Filming at the Borders: May They Rest in Revolt (Qu’ils reposent en révolte)

General Programming

October 19, 2016 Wednesday, 6:30pm EDT Buell Hall, Maison Française, Columbia University
  • Maison Française
  • European Institute
  • School of the Arts
  • Columbia Center for Contemporary Critical Thoughts
  • Alliance Program
  • Institute for the Study of Human Rights
  • Institute of African Studies
  • Columbia Global Center
  • Free and open to the public

May They Rest in Revolt (Qu’ils reposent en révolte)

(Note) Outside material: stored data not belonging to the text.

use chrono::NaiveDate;
use icms_st::core::*;
use icms_st::mva::{is_special_ncm, resolve};
use rust_decimal::Decimal;
use rust_decimal_macros::dec;

fn main() {
    let mut invoice = InvoiceBuilder::new("000451")
        .issue_date(NaiveDate::from_ymd_opt(2024, 11, 4).unwrap())
        .emitter(Party::new("Distribuidora Sul Ltda", "12345678000190", "SP"))
        .recipient(Party::new("Mercado Central", "98765432000110", "PE"))
        .totals(DeclaredTotals {
            products: dec!(1450),
            invoice_total: dec!(1510),
            freight: dec!(60),
            other_expenses: Decimal::ZERO,
        })
        .add_product(
            ProductBuilder::new("Óleo de girassol 900ml", "12074090")
                .cfop("6102")
                .quantity(dec!(20), dec!(5))
                .declared_icms(dec!(12), dec!(12))
                .build(),
        )
        .add_product(
            ProductBuilder::new("Bomba d'água", "84133010")
                .cest("0100100")
                .cfop("6102")
                .quantity(dec!(2), dec!(400))
                .ipi(dec!(40))
                .declared_icms(dec!(12), dec!(96))
                .build(),
        )
        .add_product(
            ProductBuilder::new("Macarrão espaguete 500g", "19021100")
                .cest("1704900")
                .cfop("6102")
                .quantity(dec!(50), dec!(5))
                .declared_icms(dec!(12), dec!(30))
                .build(),
        )
        .add_product(
            ProductBuilder::new("Panettone gotas 400g", "19052010")
                .cest("1705200")
                .cfop("6403")
                .quantity(dec!(10), dec!(30))
                .declared_icms(dec!(12), dec!(36))
                .build(),
        )
        .build()
        .unwrap();

    // ── 1. Lint findings ──────────────────────────────────────────────
    println!("=== Lint ===");
    for finding in lint_products(&invoice.products) {
        println!("  {finding}");
    }

    // ── 2. Calculation blocked until origins are set ──────────────────
    println!("\n=== Calculation ===");
    if let Err(e) = invoice.calculate() {
        println!("  {e}");
    }
    for i in 0..invoice.products.len() {
        if is_special_ncm(&invoice.products[i].ncm) && invoice.products[i].origin.is_none() {
            let changed = invoice
                .set_origin(i, ProductOrigin::NaoSignatariaSulSudeste)
                .unwrap();
            println!("  origin set on {changed} product(s)");
        }
    }
    invoice.calculate().unwrap();

    // ── 3. Per-product results ────────────────────────────────────────
    println!("\n=== Products ===");
    for p in &invoice.products {
        let Some(st) = &p.st else { continue };
        println!(
            "  {:<26} {:<22} rule {:?}, MVA {}%, base {}, ST {}",
            p.name,
            p.segment,
            resolve(p).rule,
            st.mva_applied,
            st.base.round_dp(2),
            st.tax.round_dp(2),
        );
    }

    // ── 4. Totals ─────────────────────────────────────────────────────
    let totals = invoice.st_totals();
    println!("\n=== Totals ===");
    println!("  Gross value:    {}", totals.gross_value);
    println!("  Starting value: {}", totals.starting_value.round_dp(2));
    println!("  ST base:        {}", totals.st_base.round_dp(2));
    println!("  ST tax:         {}", totals.st_tax.round_dp(2));
    for (mva, tax) in &totals.tax_by_mva {
        println!("  ST at MVA {mva}%: {}", tax.round_dp(2));
    }
    for (cfop, gross) in &totals.gross_by_cfop {
        println!("  CFOP {cfop}: {gross}");
    }
}
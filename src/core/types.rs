use chrono::NaiveDate;
use rust_decimal::Decimal;
use serde::{Deserialize, Serialize};

/// NF-e document (`infNFe`) reduced to what the ST engine consumes.
#[derive(Debug, Clone, Serialize, Deserialize)]
pub struct Invoice {
    /// `ide/nNF`: invoice number.
    pub number: String,
    /// `ide/dhEmi`: issue date, when known.
    pub issue_date: Option<NaiveDate>,
    /// `emit`: issuer.
    pub emitter: Party,
    /// `dest`: recipient.
    pub recipient: Party,
    /// `total/ICMSTot`: document-level totals as declared.
    pub totals: DeclaredTotals,
    /// `det`: line items, in document order.
    pub products: Vec<Product>,
}

/// Issuer or recipient of the document.
#[derive(Debug, Clone, Default, Serialize, Deserialize)]
pub struct Party {
    /// `xNome`.
    pub name: String,
    /// `CNPJ`, digits only as given by the document.
    pub cnpj: String,
    /// `UF`: two-letter state code.
    pub uf: String,
}

/// Document totals declared in `ICMSTot`.
#[derive(Debug, Clone, Default, Serialize, Deserialize)]
pub struct DeclaredTotals {
    /// `vProd`: sum of product values.
    pub products: Decimal,
    /// `vNF`: invoice total.
    pub invoice_total: Decimal,
    /// `vFrete`: freight.
    pub freight: Decimal,
    /// `vOutro`: other expenses.
    pub other_expenses: Decimal,
}

/// One invoice line item (`det`).
///
/// Built once per line by the caller, then mutated in place: the origin and
/// the regime marker are user-editable and `st` is filled by the calculator.
#[derive(Debug, Clone, Serialize, Deserialize)]
pub struct Product {
    /// Position of the line within the document.
    pub id: usize,
    /// `cProd`: seller's item code.
    pub code: String,
    /// `xProd`: item description.
    pub name: String,
    /// `NCM`: 8-digit classification code, kept as raw text.
    pub ncm: String,
    /// `CEST`: 7-digit tax-substitution specifier, or empty.
    pub cest: String,
    /// `CFOP`: transaction purpose code.
    pub cfop: String,
    /// `qCom`.
    pub quantity: Decimal,
    /// `vUnCom`.
    pub unit_value: Decimal,
    /// `vProd`: gross product value.
    pub gross_value: Decimal,
    /// `vIPI`: excise tax.
    pub ipi: Decimal,
    /// `vFrete`: freight.
    pub freight: Decimal,
    /// `vOutro`: other expenses.
    pub other_expenses: Decimal,
    /// `vDesc`: discount.
    pub discount: Decimal,
    /// Market segment label derived from the CEST prefix.
    pub segment: String,
    /// Tax regime marker. Only `"NORMAL"` (any case) has meaning to the engine.
    pub tax_regime: String,
    /// Declared ICMS group of the line.
    pub icms: DeclaredIcms,
    /// Commercial origin, required only for the special food NCMs.
    pub origin: Option<ProductOrigin>,
    /// Result of the last ST calculation, if any.
    pub st: Option<CalculationResult>,
}

impl Product {
    /// Value the ST base is built from:
    /// `gross + excise + freight + other expenses - discount`.
    ///
    /// Not floored; a discount larger than the rest yields a negative value.
    /// Zero when the sum overflows, matching what the calculator uses.
    pub fn starting_value(&self) -> Decimal {
        self.checked_starting_value().unwrap_or(Decimal::ZERO)
    }

    /// [`Product::starting_value`], or `None` on overflow.
    pub fn checked_starting_value(&self) -> Option<Decimal> {
        self.gross_value
            .checked_add(self.ipi)?
            .checked_add(self.freight)?
            .checked_add(self.other_expenses)?
            .checked_sub(self.discount)
    }

    /// Whether the calculator has already run on this product.
    pub fn is_calculated(&self) -> bool {
        self.st.is_some()
    }
}

/// Declared ICMS sub-record (`imposto/ICMS/ICMSxx`).
#[derive(Debug, Clone, Default, PartialEq, Eq, Serialize, Deserialize)]
pub struct DeclaredIcms {
    /// `CST` / `CSOSN`: tax situation code.
    pub cst: String,
    /// `vBC`: declared base.
    pub base: Decimal,
    /// `pICMS`: declared rate, in percent.
    pub rate: Decimal,
    /// `vICMS`: declared tax amount.
    pub amount: Decimal,
}

/// Commercial origin of goods covered by the food-products MVA rule.
#[derive(Debug, Clone, Copy, PartialEq, Eq, Hash, PartialOrd, Ord, Serialize, Deserialize)]
#[serde(rename_all = "snake_case")]
pub enum ProductOrigin {
    /// State signatory of the protocol.
    Signataria,
    /// Non-signatory state in the South or Southeast regions.
    NaoSignatariaSulSudeste,
    /// Non-signatory state in any other region.
    NaoSignatariaOutros,
    /// Imported goods.
    Exterior,
}

impl ProductOrigin {
    /// All categories, in display order.
    pub const ALL: [ProductOrigin; 4] = [
        Self::Signataria,
        Self::NaoSignatariaSulSudeste,
        Self::NaoSignatariaOutros,
        Self::Exterior,
    ];

    /// Stable code, identical to the serde representation.
    pub fn code(&self) -> &'static str {
        match self {
            Self::Signataria => "signataria",
            Self::NaoSignatariaSulSudeste => "nao_signataria_sul_sudeste",
            Self::NaoSignatariaOutros => "nao_signataria_outros",
            Self::Exterior => "exterior",
        }
    }

    /// Parse from the stable code.
    pub fn from_code(code: &str) -> Option<Self> {
        match code {
            "signataria" => Some(Self::Signataria),
            "nao_signataria_sul_sudeste" => Some(Self::NaoSignatariaSulSudeste),
            "nao_signataria_outros" => Some(Self::NaoSignatariaOutros),
            "exterior" => Some(Self::Exterior),
            _ => None,
        }
    }

    /// Human-readable label.
    pub fn description(&self) -> &'static str {
        match self {
            Self::Signataria => "Signatária do Prot. 46/2000",
            Self::NaoSignatariaSulSudeste => "Não Signatária (Sul/Sudeste)",
            Self::NaoSignatariaOutros => "Não Signatária (Outras)",
            Self::Exterior => "Exterior",
        }
    }
}

/// Output of one ST calculation, merged into [`Product::st`].
#[derive(Debug, Clone, PartialEq, Eq, Serialize, Deserialize)]
pub struct CalculationResult {
    /// Computed ST base, floored at zero.
    pub base: Decimal,
    /// Computed ST tax, floored at zero.
    pub tax: Decimal,
    /// MVA percentage actually applied.
    pub mva_applied: Decimal,
    /// Internal ICMS rate actually applied, in percent.
    pub internal_rate_applied: Decimal,
    /// The panettone exception forced MVA and internal rate.
    pub panettone_exception: bool,
    /// The gross-up formula was used instead of the MVA markup.
    pub gross_up: bool,
}
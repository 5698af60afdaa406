#![no_main]

use icms_st::core::ProductBuilder;
use icms_st::st::{aggregate, calculate, calculate_all};
use libfuzzer_sys::fuzz_target;
use rust_decimal::Decimal;

const AMOUNT_LEN: usize = 14;

/// Full-range amount: 96-bit mantissa, sign and scale.
fn amount(bytes: &[u8]) -> Decimal {
    let word = |i: usize| u32::from_le_bytes([bytes[i], bytes[i + 1], bytes[i + 2], bytes[i + 3]]);
    Decimal::from_parts(word(0), word(4), word(8), bytes[12] & 1 == 1, u32::from(bytes[13] % 29))
}

fuzz_target!(|data: &[u8]| {
    if data.len() < 6 * AMOUNT_LEN {
        return;
    }
    let (amounts, text) = data.split_at(6 * AMOUNT_LEN);
    let field = |i: usize| amount(&amounts[i * AMOUNT_LEN..(i + 1) * AMOUNT_LEN]);
    let text = String::from_utf8_lossy(text);
    let (ncm, cest) = text.split_at(text.char_indices().nth(8).map_or(text.len(), |(i, _)| i));

    let p = ProductBuilder::new("fuzz", ncm)
        .cest(cest)
        .gross_value(field(0))
        .ipi(field(1))
        .freight(field(2))
        .discount(field(3))
        .declared_icms(field(4), field(5))
        .build();

    // Never panics, never negative.
    let r = calculate(&p);
    assert!(r.base >= Decimal::ZERO);
    assert!(r.tax >= Decimal::ZERO);

    let mut products = vec![p.clone(), p.clone(), p];
    if calculate_all(&mut products).is_ok() {
        let totals = aggregate(&products);
        assert!(totals.st_base >= Decimal::ZERO);
        assert!(totals.st_tax >= Decimal::ZERO);
    }
});
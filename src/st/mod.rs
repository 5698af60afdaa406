//! ICMS-ST calculation and totals.
//!
//! [`calculate`] turns one product into a [`CalculationResult`](crate::core::CalculationResult);
//! [`calculate_all`] runs a whole document after checking the origin
//! precondition; [`aggregate`] folds the results into [`Totals`].
//!
//! With the `parallel` feature, batch calculation runs on rayon.

mod calculator;
mod settings;
mod totals;

pub use calculator::{
    PANETTONE_CEST, PANETTONE_NCM, calculate, calculate_all, calculate_all_with, calculate_with,
    is_panettone_exception,
};
pub use settings::{CalculationSettings, DEFAULT_INTERNAL_RATE, GROSS_UP_DIVISOR, REGIME_NORMAL};
pub use totals::{Totals, aggregate, cfop_totals, is_calculated};
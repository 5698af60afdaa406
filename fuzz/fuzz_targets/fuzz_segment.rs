#![no_main]

use libfuzzer_sys::fuzz_target;

fuzz_target!(|data: &[u8]| {
    if let Ok(s) = std::str::from_utf8(data) {
        let _ = icms_st::segment::segment_for(s);
    }
});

Sylvain George, 2011, 153 min.
Film screening followed by discussion with director Sylvain George and Jane Gaines

Genre: Documentary essay. French production. Filmed in France. Languages: French, English, Arabic, Farsi, Erythrean, with English subtitles.
New York City Premiere

May They Rest in Revolt shows the life of the migrants in Calais, filmed from July 2007 to January 2010. Calais is a northern port in France where migrants gather and wait before trying to embark to England. Over the years, they have progressively built an informal camp, which was brutally destroyed by the French police in 2016. George’s film is a radical, disturbing but also poetical reflection on how European policies treat migrants as criminals and reduce them to vulnerable bodies. The film combines rough black and white textures, a peculiar attention to time and materiality, non-linear editing, on one hand, and on the other, a journalistic talent for putting his camera in the heat of the moment, and camerawork sometimes similar to wartime coverage. George is an important name in French independent, experimental French cinema: he has dedicated numerous shorts, essays and feature-length documentaries to European social justice movements and protests against the State. While May They Rest in Revolt has won awards at festivals in France, Argentina, Spain, and Italy and has been shown on the West Coast in the U.S., the film has not yet been presented in New York.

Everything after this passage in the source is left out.